▸ Your objective
Return every line of the entries that includes the word "config".

▸ Material to process
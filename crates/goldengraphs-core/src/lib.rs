//! Goldengraphs Core Library
//!
//! Generic weighted-graph algorithms over caller-defined node types:
//! Dijkstra and A* shortest paths, Kahn topological ordering, union-find,
//! and Kruskal minimum spanning forests. Every algorithm is synchronous and
//! deterministic for a fixed input and adjacency order, and accepts an
//! optional observer that sees a read-only view of each step.

pub mod algos;
pub mod config;
pub mod error;
pub mod graph;
pub mod logging;

pub use algos::{
    a_star, dijkstra, dijkstra_all_paths, kahn, kahn_strict, kruskal, minimum_spanning_forest,
    reconstruct_path, try_reconstruct_path, SearchObserver, SearchSnapshot, SearchStep,
    ShortestPath, ShortestPathTree, SortObserver, SortSnapshot, SortStep, UnionFind,
};
pub use config::LoggingConfig;
pub use error::{GraphError, Result};
pub use graph::{DirectedGraph, UndirectedGraph, Weight};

▸ Output of the task
pub mod config;
pub use config::LoggingConfig;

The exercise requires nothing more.